Le mot USAGE s’applique à d’autres activités humaines que le langage : l’alimentation, le vêtement, les loisirs… ; il implique la variété, les choix, collectifs ou personnels, et leurs qualités. Pour le langage comme pour la mode, il y a de bons usages, et de moins bons : on aborde ici les différences sociales, et les jugements de la collectivité.
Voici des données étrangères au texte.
/// Determines which inactive item a pool hands out next.
///
/// # Examples
///
/// ```
/// use recycling_pool::{AccessMode, PoolConfig, RecyclingPool};
///
/// let mut pool = RecyclingPool::new(
///     PoolConfig::new(2).with_access_mode(AccessMode::LastIn),
///     |_| String::new(),
/// );
///
/// let first = pool.pull();
/// let second = pool.pull();
/// pool.push(first).unwrap();
/// pool.push(second).unwrap();
///
/// // The most recently returned item comes back first.
/// assert_eq!(pool.pull(), second);
/// ```
#[derive(Clone, Copy, Debug, Default, Eq, Hash, PartialEq)]
#[non_exhaustive]
pub enum AccessMode {
    /// The item that has been inactive the longest is reused first. This is the default.
    #[default]
    FirstIn,

    /// The item that became inactive most recently is reused first.
    LastIn,
}

/// Determines when a pool creates its items.
#[derive(Clone, Copy, Debug, Default, Eq, Hash, PartialEq)]
#[non_exhaustive]
pub enum LoadingMode {
    /// All `size` items are created when the pool is built.
    Eager,

    /// Items are created on demand until the pool owns `size` of them, after which inactive
    /// items are reused whenever one is available. This is the default.
    #[default]
    Lazy,
}

/// The immutable configuration of a pool.
///
/// The default configuration has a target size of zero, [`AccessMode::FirstIn`] and
/// [`LoadingMode::Lazy`]. A pool with a target size of zero still hands out items; it simply
/// never preallocates and always prefers reuse when an item is available.
///
/// # Examples
///
/// ```
/// use recycling_pool::{AccessMode, LoadingMode, PoolConfig};
///
/// let config = PoolConfig::new(16)
///     .with_access_mode(AccessMode::LastIn)
///     .with_loading_mode(LoadingMode::Eager);
///
/// assert_eq!(config.size(), 16);
/// assert_eq!(config.access_mode(), AccessMode::LastIn);
/// assert_eq!(config.loading_mode(), LoadingMode::Eager);
/// ```
#[derive(Clone, Copy, Debug, Default, Eq, Hash, PartialEq)]
pub struct PoolConfig {
    size: usize,
    access_mode: AccessMode,
    loading_mode: LoadingMode,
}

impl PoolConfig {
    /// Creates a configuration with the given target size and default modes.
    #[must_use]
    pub fn new(size: usize) -> Self {
        Self {
            size,
            ..Self::default()
        }
    }

    /// Replaces the target size.
    #[must_use]
    pub fn with_size(mut self, size: usize) -> Self {
        self.size = size;
        self
    }

    /// Replaces the access mode.
    #[must_use]
    pub fn with_access_mode(mut self, access_mode: AccessMode) -> Self {
        self.access_mode = access_mode;
        self
    }

    /// Replaces the loading mode.
    #[must_use]
    pub fn with_loading_mode(mut self, loading_mode: LoadingMode) -> Self {
        self.loading_mode = loading_mode;
        self
    }

    /// The target population of the pool.
    #[must_use]
    pub fn size(&self) -> usize {
        self.size
    }

    /// The reuse discipline of the pool.
    #[must_use]
    pub fn access_mode(&self) -> AccessMode {
        self.access_mode
    }

    /// The population strategy of the pool.
    #[must_use]
    pub fn loading_mode(&self) -> LoadingMode {
        self.loading_mode
    }
}
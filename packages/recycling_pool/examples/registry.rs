//! Example that demonstrates `PoolRegistry` keeping one pool per prototype.

use recycling_pool::{CreateContext, PoolConfig, PoolRegistry};

#[derive(Clone, Copy, Debug, Eq, Hash, PartialEq)]
enum Enemy {
    Orc,
    Goblin,
}

#[derive(Debug)]
struct Spawned {
    kind: Enemy,
    serial: usize,
}

fn main() {
    println!("=== Pool Registry Example ===");

    let mut registry = PoolRegistry::builder()
        .default_config(PoolConfig::new(4))
        .destroyer(|kind: &Enemy, spawned: Spawned| {
            println!("Destroying {kind:?} #{}", spawned.serial);
        })
        .build(|kind: &Enemy, ctx: &CreateContext| Spawned {
            kind: *kind,
            serial: ctx.pool().len(),
        });

    let orc = registry.pull(Enemy::Orc).expect("pools are created on demand");
    let goblin = registry
        .pull(Enemy::Goblin)
        .expect("pools are created on demand");

    for (kind, key) in [(Enemy::Orc, orc), (Enemy::Goblin, goblin)] {
        if let Some(spawned) = registry.get(&kind, key) {
            println!("Spawned {:?} #{} as {key}", spawned.kind, spawned.serial);
        }
    }

    registry.push(&Enemy::Orc, orc).expect("the orc is active");
    println!(
        "Orcs stored: {}, goblins active: {}",
        registry.stored_count(&Enemy::Orc),
        registry.active_count(&Enemy::Goblin)
    );

    // A scene unload: return everything, then tear all pools down.
    registry.recall_all();
    registry.destroy_all();

    println!("Registry example completed successfully!");
}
Entre le « bon usage » et la NORME, la limite est souvent floue. La norme, elle, est catégorique sur la limite entre « correct » et « incorrect » ; elle dote la langue de RÈGLES, définit et dénonce avec fermeté la « faute » ; son règne crée des lois, que résume le terme d’ORTHOGRAPHE. L’usage reste plus nuancé. On admet qu’il y a des degrés entre le meilleur usage et le pire charabia. L’usage, créé par la collectivité, largement spontané, est socialement et régionalement varié. Il est instable, imprévisible, capricieux, comme toute mode. Naguère, en France, personne (homme ou femme) ne sortait et ne circulait nu-tête…, et la coiffure était une des caractéristiques sociales de la personne. Jadis (vers 1830), la correspondance appliquait la « concordance des temps » : « Je voudrais que vous vinssiez... ». Modes, usages périmés !

La norme est artificielle, créée par des spécialistes, définie et imposée par une autorité, comme les lois. Elle est indispensable dans l’enseignement, nécessaire comme langue d’Etat, utile pour l’information et les médias, précieuse pour la diffusion de l’écrit et pour toutes les formes de la culture.
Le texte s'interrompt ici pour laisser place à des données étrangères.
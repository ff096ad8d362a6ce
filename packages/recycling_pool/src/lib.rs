#![cfg_attr(coverage_nightly, feature(coverage_attribute))]

//! This package provides [`RecyclingPool`], an object pool that recycles items of one type
//! instead of creating and destroying them over and over.
//!
//! Items are created by a factory you provide and stay owned by the pool. You borrow an item by
//! pulling its [`Key`] and give it back by pushing the key. The pool tracks which items are in
//! use (*active*) and which are available (*inactive*), and rejects keys it does not own or
//! items that were already returned.
//!
//! # Configuration
//!
//! * [`AccessMode`] decides which inactive item is reused next: the one that has been waiting
//!   the longest ([`AccessMode::FirstIn`]) or the one returned most recently
//!   ([`AccessMode::LastIn`]).
//! * [`LoadingMode`] decides when items are created: all at once when the pool is built
//!   ([`LoadingMode::Eager`]) or on demand until the target size is reached
//!   ([`LoadingMode::Lazy`]).
//!
//! The target size is not a limit. A pool with no inactive item available creates a new one
//! rather than failing.
//!
//! # Notifications
//!
//! Item types can implement [`Poolable`] to be told when they are pulled or pushed. Pools
//! also accept callbacks for pull, push and prune, and a destroyer that receives items the pool
//! forgets when it is cleared.
//!
//! # Multiple pools
//!
//! [`PoolRegistry`] keeps one pool per prototype key and creates pools on demand.
//! [`SharedRecyclingPool`] makes a single pool usable from multiple threads.
//!
//! # Example
//!
//! ```rust
//! use recycling_pool::{AccessMode, LoadingMode, RecyclingPool};
//!
//! let mut pool = RecyclingPool::builder()
//!     .size(2)
//!     .access_mode(AccessMode::FirstIn)
//!     .loading_mode(LoadingMode::Eager)
//!     .factory(|ctx| format!("connection {}", ctx.pool().len()))
//!     .build()
//!     .unwrap();
//!
//! let first = pool.pull();
//! let second = pool.pull();
//! assert_eq!(pool.get(first).unwrap(), "connection 0");
//! assert_eq!(pool.get(second).unwrap(), "connection 1");
//!
//! // Both preloaded items are in use, so the pool grows.
//! let third = pool.pull();
//! assert_eq!(pool.len(), 3);
//!
//! pool.push(second).unwrap();
//! pool.push(third).unwrap();
//!
//! // The item that has been inactive the longest is reused first.
//! assert_eq!(pool.pull(), second);
//! ```

mod builder;
mod callbacks;
mod config;
mod constants;
mod error;
mod item_store;
mod key;
mod pool;
mod poolable;
mod registry;
mod shared;
mod slots;

pub use builder::*;
pub use config::*;
pub use error::*;
pub use key::*;
pub use pool::*;
pub use poolable::*;
pub use registry::*;
pub use shared::*;
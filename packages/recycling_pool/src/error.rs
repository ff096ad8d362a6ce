use thiserror::Error;

use crate::Key;

/// Errors that can occur when configuring or operating a pool or pool registry.
///
/// A failed operation leaves the pool or registry exactly as it was before the call.
#[derive(Debug, Error)]
#[non_exhaustive]
pub enum Error {
    /// The pool was built without a factory, so it would have no way to create items.
    #[error("a factory is required to build a pool")]
    MissingFactory,

    /// The key was not created by this pool or its item has since been pruned or cleared.
    #[error("item {key} does not belong to the pool")]
    NotOwned {
        /// The key that was rejected.
        key: Key,
    },

    /// The item is already inactive, so it cannot be pushed back again.
    #[error("item {key} is already in the pool")]
    AlreadyStored {
        /// The key that was rejected.
        key: Key,
    },

    /// A registry was asked to create a pool for a prototype that already has one.
    #[error("a pool already exists for prototype {prototype}")]
    DuplicatePool {
        /// Debug rendering of the prototype key.
        prototype: String,
    },

    /// A registry configured with [`MissingPoolPolicy::Fail`][crate::MissingPoolPolicy::Fail]
    /// was asked to operate on a prototype that has no pool.
    #[error("no pool exists for prototype {prototype}")]
    PoolMissing {
        /// Debug rendering of the prototype key.
        prototype: String,
    },
}

/// A specialized `Result` type for pool operations, returning the crate's
/// [`Error`] type as the error value.
pub(crate) type Result<T> = std::result::Result<T, Error>;

#[cfg(test)]
#[cfg_attr(coverage_nightly, coverage(off))]
mod tests {
    use std::fmt::Debug;

    use static_assertions::assert_impl_all;

    use super::*;
    use crate::{PoolConfig, RecyclingPool};

    assert_impl_all!(Error: Send, Sync, Debug);

    #[test]
    fn ownership_errors_name_the_item() {
        let mut pool = RecyclingPool::new(PoolConfig::new(1), |_| 0_u32);
        let key = pool.pull();
        pool.push(key).unwrap();

        let error = pool.push(key).unwrap_err();
        assert!(error.to_string().contains("already in the pool"));
        assert!(error.to_string().contains(&key.to_string()));

        let mut other = RecyclingPool::new(PoolConfig::new(1), |_| 0_u32);
        let error = other.push(key).unwrap_err();
        assert!(error.to_string().contains("does not belong to the pool"));
    }

    #[test]
    fn registry_errors_render_prototype() {
        let error = Error::DuplicatePool {
            prototype: format!("{:?}", "bullet"),
        };

        assert_eq!(
            error.to_string(),
            "a pool already exists for prototype \"bullet\""
        );
    }
}
//! Error handling for VaultKV

use thiserror::Error;

/// Main error type for VaultKV operations.
///
/// Absent keys are deliberately not represented here: `retrieve` reports them
/// as `Ok(None)` and `delete` as `Ok(false)`.
#[derive(Error, Debug)]
pub enum VaultKvError {
    #[error("Serialization error: {0}")]
    Serialization(String),

    #[error("Compression error: {0}")]
    Compression(String),

    #[error("Encryption error: {0}")]
    Encryption(String),

    #[error("Decryption failed: {0}")]
    Decryption(String),

    #[error("Catalog error: {0}")]
    Catalog(String),

    #[error("Metadata error: {0}")]
    Metadata(String),

    #[error("Backend unavailable: {0}")]
    BackendUnavailable(String),

    #[error("Invalid configuration: {0}")]
    Config(String),

    #[error("IO error: {0}")]
    Io(#[from] std::io::Error),
}

impl From<rusqlite::Error> for VaultKvError {
    fn from(e: rusqlite::Error) -> Self {
        VaultKvError::Catalog(e.to_string())
    }
}

impl From<redis::RedisError> for VaultKvError {
    fn from(e: redis::RedisError) -> Self {
        VaultKvError::BackendUnavailable(e.to_string())
    }
}

/// Result type alias for VaultKV operations
pub type VaultKvResult<T> = std::result::Result<T, VaultKvError>;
La norme a deux faces : il y a une grammaire (morphologie, sémantique, orthographe du mot) donc « lexicale », et une grammaire (id.) de la phrase. Le terme de « grammaire », pertinent dans les activités scolaires, mélange et souvent confond les deux réalités. Un exemple auquel Orthonet se heurte chaque jour : la syntaxe du nom commun. Les difficultés qui inquiètent nos visiteurs, et qu'ils exposent dans notre messagerie, aboutissent souvent à d'impérieuses questions : « Quelle est la règle ? » –  « Y a-t-il une règle ? ». Il faut alors isoler le « fait de lexique », et convaincre qu’il n’existe pas de « règle » à son sujet. Orthonet doit le répéter sans relâche : « Le lexique n’obéit à aucune règle ». À des « pourquoi » parfaitement justifiés devant les nombreuses incohérences de la norme, la seule réponse est alors une plongée dans le passé, une petite dose d’histoire de la langue souvent accueillie avec curiosité. Rassurante évasion des austérités de la norme.
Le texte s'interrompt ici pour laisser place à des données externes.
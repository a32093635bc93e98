//! Storage backends for VaultKV
//!
//! This module provides the storage functionality including:
//! - The `StorageBackend` trait both backends implement
//! - The value transform pipeline (serialize → compress → encrypt)
//! - Filesystem backend (one payload file per key + SQLite catalog)
//! - Redis backend (two namespaced entries per key)
//!
//! Both backends expose identical `EntryMetadata` and `StoreStatistics`
//! shapes; callers can swap one for the other behind `&dyn StorageBackend`
//! with no behavioral difference beyond latency and durability.

pub mod filesystem;
pub mod pipeline;
pub mod redis;

pub use crate::codec::serialize::StoredValue;
pub use filesystem::FilesystemStore;
pub use pipeline::ValuePipeline;
pub use redis::RedisStore;

use crate::common::VaultKvResult;
use chrono::{DateTime, Utc};
use serde::Serialize;

/// Number of keys reported in `StoreStatistics::top_accessed_keys`
pub const TOP_ACCESSED_LIMIT: usize = 5;

/// Per-key metadata as persisted by a backend.
///
/// `size_bytes` always reflects the stored (post-pipeline) payload, never the
/// original value size. `access_count` is incremented only by `retrieve`.
#[derive(Debug, Clone, PartialEq, Serialize)]
pub struct EntryMetadata {
    pub key: String,
    pub encrypted: bool,
    pub compressed: bool,
    pub size_bytes: u64,
    pub created_at: DateTime<Utc>,
    pub updated_at: DateTime<Utc>,
    pub access_count: u64,
}

/// A key together with its retrieve count
#[derive(Debug, Clone, PartialEq, Serialize)]
pub struct KeyAccessCount {
    pub key: String,
    pub access_count: u64,
}

/// Global aggregate over all current entries (deleted keys excluded)
#[derive(Debug, Clone, Default, PartialEq, Serialize)]
pub struct StoreStatistics {
    pub total_keys: u64,
    pub total_size_bytes: u64,
    pub encrypted_keys: u64,
    pub compressed_keys: u64,
    pub top_accessed_keys: Vec<KeyAccessCount>,
}

/// Common contract implemented by both storage backends.
///
/// All calls are synchronous and self-contained: each operation opens
/// whatever connection it needs, completes, and releases it. There are no
/// multi-operation transactions and no cross-key atomicity guarantees.
pub trait StorageBackend: Send + Sync {
    /// Runs the value pipeline and persists payload + metadata, upserting any
    /// existing entry. Returns the metadata actually written.
    fn store(
        &self,
        key: &str,
        value: &StoredValue,
        encrypt: bool,
        compress: bool,
    ) -> VaultKvResult<EntryMetadata>;

    /// Loads and reverses the pipeline for `key`, guided by the persisted
    /// flags. Increments `access_count` as an observable side effect.
    /// Returns `Ok(None)` when the key is absent, not an error.
    fn retrieve(&self, key: &str) -> VaultKvResult<Option<(StoredValue, EntryMetadata)>>;

    /// Removes the entry, returning whether it existed
    fn delete(&self, key: &str) -> VaultKvResult<bool>;

    /// All current keys, lexicographically sorted
    fn list_keys(&self) -> VaultKvResult<Vec<String>>;

    /// Aggregate statistics over the current entries
    fn get_stats(&self) -> VaultKvResult<StoreStatistics>;
}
Si l’usage et les usages varient, socialement et géographiquement, la norme linguistique est liée à l’Etat et à son autorité. En France, c’est François 1er qui, en 1539, fit du français la langue du royaume. Sous Louis XIII, le Cardinal de Richelieu créa en 1635 une Académie françoise avec la tâche de fixer la norme de cette langue. D’où le Dictionnaire, dont 8 éditions se sont échelonnées de 1694 à 1935, et dont la 9e est, depuis 1990, en cours de publication.

La question se pose pour Orthonet, émanation d’un organisme supranational, le CILF, de considérer que les autres Etats où le français a un rôle de langue nationale peuvent appliquer cette même norme, ou en avoir élaboré une autre en fonction des usages nationaux. (Texte provisoire)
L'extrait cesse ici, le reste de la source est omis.